Perhaps most importantly, the whole concept of a sham intervention relies on the belief that what makes acupuncture “acupuncture” is the actual insertion of the needles into the body. However, I think that any acupuncturist will tell you that inserting needles into the body is only one part of the treatment.
Acupuncture is based on energy. We call it “qi” in Chinese medicine. Acupuncture is an energetic treatment, and as such, we are dealing with energy. When I insert a needle into a patient, I stimulate the needle until I feel the patient’s energy wrap around the needle inside. However, this is not accounted for in a clinical trial. We don’t know how to measure qi, we don’t know what it translates to in Western medicine, and so we don’t know how to design a study that takes it into account.

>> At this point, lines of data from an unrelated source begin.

//! Shared state behind the HTTP API handlers.

use std::path::{Path, PathBuf};
use std::sync::Arc;

use vigil_config::SharedConfig;
use vigil_notify::DispatcherStats;

use crate::engine::Engine;

/// Everything the API handlers need, cheap to clone per request.
#[derive(Debug, Clone)]
pub struct AppState {
    config_path: PathBuf,
    config: SharedConfig,
    engine: Arc<Engine>,
    stats: Arc<DispatcherStats>,
}

impl AppState {
    /// Creates the handler state.
    #[must_use]
    pub fn new(
        config_path: impl Into<PathBuf>,
        config: SharedConfig,
        engine: Arc<Engine>,
        stats: Arc<DispatcherStats>,
    ) -> Self {
        Self {
            config_path: config_path.into(),
            config,
            engine,
            stats,
        }
    }

    /// The file path `POST /api/reload` re-reads.
    #[must_use]
    pub fn config_path(&self) -> &Path {
        &self.config_path
    }

    /// The active configuration slot.
    #[must_use]
    pub fn config(&self) -> &SharedConfig {
        &self.config
    }

    /// The evaluation engine.
    #[must_use]
    pub fn engine(&self) -> &Engine {
        &self.engine
    }

    /// Notification dispatch counters.
    #[must_use]
    pub fn stats(&self) -> &DispatcherStats {
        &self.stats
    }
}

Problems with Acupuncture Interventions in clinical trials
While this is slowly changing as our research community becomes more enlightened to the issues surrounding acupuncture research, the vast majority of research studies in the past have required that the acupuncturist perform a set protocol of points on their patients. However, this is never how an acupuncturist would practice in the real world. Every patient that comes in with a headache is not treated the same way. Your headache could be due to a deficiency of a certain energy, or too much of a different kind of energy, or the energy could be stuck. Your treatment would be very different based on the Chinese medical reason for the headache. Additionally, your treatment would be different based on your age, your condition, other presenting health factors, your diet, the time of year, the time of your cycle if you are female. So using a standardized protocol vastly limits what the acupuncturist can do. In reality, research studies designed this way are not testing acupuncture, as they claim, but rather they are testing that one specific protocol, which was most likely invented for the purpose of the study.
Looking forward
Luckily, researchers are starting to pay attention to all of these important points. Even funding agencies, such as the National Institute of Health and the Department of Defense, are starting to understand that perhaps a new model of testing acupuncture needs to be given a chance. Acupuncture research, most importantly, must allow the acupuncture to maintain its integrity as a powerful, holistic, individualized intervention, because otherwise what is being tested is not acupuncture. And many of these effectiveness studies that do allow acupuncture to be performed in a less fabricated way show amazing results. So be a discerning reader when you come across a medical study on acupuncture, and remember that a circle should be measured as a circle…not as something that it is not.